しかし、これからの日本の方向性を決定づける重要な選挙となったことは間違いない。

今回の選挙までの経過を追ってみると、

  • 9月8日…石破元首相が退陣表明
  • 10月5日…高市新総裁誕生
  • 10月11日…自公連立解消
  • 10月22日…日本維新の会と連立、高市内閣発足
  • 12月27日…予算案閣議決定
  • 1月14日…高市首相「衆議院解散23日総選挙2月8日投票日」を発表
  • 1月15日…立憲・公明両党が新党結成を合意し「中道改革連合」が発足

高市首相誕生から3ヶ月の慌ただしく変化する政治の姿が見えてくる。

安倍元首相の政治を引き継ぐことを公言する高市首相、そこで目指す政治理念と強い日本を創る経済政策とは何か。単独で過半数をしめた安倍政権下では、閣議決定が国会の決議を待たずに実質的な国の決定となり、国の最高意思決定機関となっていたことを思い出す。

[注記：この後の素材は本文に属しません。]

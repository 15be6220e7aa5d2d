use crate::error::DirectoryError;
use crate::id::{Location, PartId, ProcessId, INVALID_PART, REMOTE_LAST_PART};

/// Predecessor and successor of a part in the global part order.
#[derive(Debug, Clone, Copy, PartialEq, Eq)]
pub struct PartBoundary {
    pub before: Location,
    pub after: Location,
}

impl PartBoundary {
    pub fn new(before: Location, after: Location) -> Self {
        Self { before, after }
    }
}

/// Per-process slice of the global part order: for each locally hosted part,
/// the location of the logically previous and next part. Following `after`
/// links across processes traverses every part exactly once, with
/// `INVALID_PART` at the true global extremities.
///
/// Until boundaries are wired (`valid` is false), queries return
/// `Location(self, INVALID_PART)` rather than reading unset table entries;
/// callers that never wire boundaries can fall back on the degraded
/// `dummy_*` order by (process, part) instead.
#[derive(Debug, Clone)]
pub struct BoundaryTable {
    process_id: ProcessId,
    n: usize,
    parts: Vec<PartBoundary>,
    valid: bool,
}

impl BoundaryTable {
    /// Creates an empty table for `process_id` in a system with `n`
    /// processes.
    pub fn new(process_id: ProcessId, n: usize) -> Self {
        Self {
            process_id,
            n,
            parts: Vec::new(),
            valid: false,
        }
    }

    /// Number of locally hosted parts.
    pub fn part_count(&self) -> usize {
        self.parts.len()
    }

    /// Whether boundaries have been wired.
    pub fn is_valid(&self) -> bool {
        self.valid
    }

    /// Marks the table as wired without touching its entries.
    pub fn set_valid(&mut self) {
        self.valid = true;
    }

    /// Appends a slot for a new local part, unwired on both sides, and
    /// returns its part id.
    pub fn push_part(&mut self) -> PartId {
        let part_id = self.parts.len() as PartId;
        let unset = Location::invalid();
        self.parts.push(PartBoundary::new(unset, unset));
        part_id
    }

    /// Default wiring for the one-part-per-process case: the global order is
    /// process 0 part 0, process 1 part 0, ..., process n-1 part 0, with the
    /// extremities left open.
    pub fn init_ring(&mut self) {
        if self.parts.is_empty() {
            self.push_part();
        }
        let before = if self.process_id == 0 {
            Location::new(self.process_id, INVALID_PART)
        } else {
            Location::new(self.process_id - 1, 0)
        };
        let after = if self.process_id as usize == self.n - 1 {
            Location::new(self.process_id, INVALID_PART)
        } else {
            Location::new(self.process_id + 1, 0)
        };
        self.parts[0] = PartBoundary::new(before, after);
        self.valid = true;
    }

    /// Wires both sides of one part and marks the table valid.
    pub fn init_part(
        &mut self,
        part_id: PartId,
        before: Location,
        after: Location,
    ) -> Result<(), DirectoryError> {
        let entry = self.entry_mut(part_id)?;
        *entry = PartBoundary::new(before, after);
        self.valid = true;
        Ok(())
    }

    /// Overwrites one part's boundary entry; does not flip the valid flag.
    pub fn set(
        &mut self,
        part_id: PartId,
        boundary: PartBoundary,
    ) -> Result<(), DirectoryError> {
        let entry = self.entry_mut(part_id)?;
        *entry = boundary;
        Ok(())
    }

    /// Location of the part preceding `part_id` in the global order.
    pub fn begin_info(
        &self,
        part_id: PartId,
    ) -> Result<Location, DirectoryError> {
        if !self.valid {
            return Ok(Location::new(self.process_id, INVALID_PART));
        }
        self.entry(part_id).map(|boundary| boundary.before)
    }

    /// Location of the part following `part_id` in the global order.
    pub fn end_info(
        &self,
        part_id: PartId,
    ) -> Result<Location, DirectoryError> {
        if !self.valid {
            return Ok(Location::new(self.process_id, INVALID_PART));
        }
        self.entry(part_id).map(|boundary| boundary.after)
    }

    /// Degraded-mode successor when boundaries were never wired: next local
    /// part, else the first part of the next process, else the end of the
    /// order.
    pub fn dummy_end_info(&self, part_id: PartId, num_parts: usize) -> Location {
        if (part_id as usize + 1) < num_parts {
            Location::new(self.process_id, part_id + 1)
        } else if ((self.process_id + 1) as usize) < self.n {
            Location::new(self.process_id + 1, 0)
        } else {
            Location::new(self.process_id, INVALID_PART)
        }
    }

    /// Degraded-mode predecessor: previous local part, else the last part of
    /// the previous process, else the start of the order.
    pub fn dummy_begin_info(&self, part_id: PartId) -> Location {
        if part_id > 0 {
            Location::new(self.process_id, part_id - 1)
        } else if self.process_id > 0 {
            Location::new(self.process_id - 1, REMOTE_LAST_PART)
        } else {
            Location::new(self.process_id, INVALID_PART)
        }
    }

    fn entry(&self, part_id: PartId) -> Result<&PartBoundary, DirectoryError> {
        self.parts.get(part_id as usize).ok_or(
            DirectoryError::PartOutOfRange {
                part_id,
                parts: self.parts.len(),
            },
        )
    }

    fn entry_mut(
        &mut self,
        part_id: PartId,
    ) -> Result<&mut PartBoundary, DirectoryError> {
        let parts = self.parts.len();
        self.parts
            .get_mut(part_id as usize)
            .ok_or(DirectoryError::PartOutOfRange { part_id, parts })
    }
}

選挙公報での内容を見ると、どの候補も耳障りの良いことばを並べている。そのことば通りに信じれば、誰が選ばれても世の中は心配ない。しかし、選挙が終わると当選者と落選者で明暗を分け、当選者はバッチをつけると大先生に変身し、選挙公約は努力目標で実現できるとは限らないと選挙民を煙にまく。重要な政策は、静かに目立たないように準備され、一括法案の中で決定される場合が多い。その内容は、事後的に国民が知ることとなる。

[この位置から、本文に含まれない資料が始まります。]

use crate::distribution::{LocationStore, PartStore};
use crate::id::{Gid, Location, PartId};
use crate::HashMap;

/// One entry per GID. The general-purpose backend: no assumption about how
/// GIDs were allocated.
#[derive(Debug, Clone, Default)]
pub struct HashedStore {
    map: HashMap<Gid, Location>,
}

impl LocationStore for HashedStore {
    fn lookup(&self, gid: Gid) -> Location {
        self.map.get(&gid).copied().unwrap_or_else(Location::invalid)
    }

    fn insert(&mut self, gid: Gid, location: Location) {
        self.map.entry(gid).or_insert(location);
    }

    fn update(&mut self, gid: Gid, location: Location) {
        self.map.insert(gid, location);
    }

    fn remove(&mut self, gid: Gid) {
        self.map.remove(&gid);
    }

    fn clear(&mut self) {
        self.map.clear();
    }

    fn len(&self) -> usize {
        self.map.len()
    }

    fn entries(&self) -> Vec<(Gid, Location)> {
        self.map.iter().map(|(gid, location)| (*gid, *location)).collect()
    }
}

/// Hash-map part table: one entry per locally hosted GID.
#[derive(Debug, Clone, Default)]
pub struct HashedParts {
    map: HashMap<Gid, PartId>,
}

impl PartStore for HashedParts {
    fn register(&mut self, gid: Gid, part_id: PartId) {
        self.map.insert(gid, part_id);
    }

    fn part_of(&self, gid: Gid) -> Option<PartId> {
        self.map.get(&gid).copied()
    }

    fn remove(&mut self, gid: Gid) {
        self.map.remove(&gid);
    }

    fn clear(&mut self) {
        self.map.clear();
    }
}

選挙公報(福島1区)のある候補の公約に「一人ひとりを尊重し、共に生きる社会をつくる」と掲げられていた。また、政党は違っても「子ども」「若者」「お年寄り」が生きがいを持って暮らせる社会を挙げている。両者とも、私には〝共生社会〟を目指していると読める。

それが政党に取り込まれると真逆な政策にも賛同し、提出政党により反対しているように見えてくる。人は誰でも、一人ひとりに寄り添い考えるとき、共に助け合い、困っていることには手を差し伸べることとなる。この中からお互いの「命」を大切に考える「共生原理」が育まれ、その積み重ねが「共生社会」をつくっていくこととなる。

どの政党も「共生社会」を目指す政党として切磋琢磨し合い、民主主義を育て、真に国民を守る政策を決定できる政治となっていくこと願う。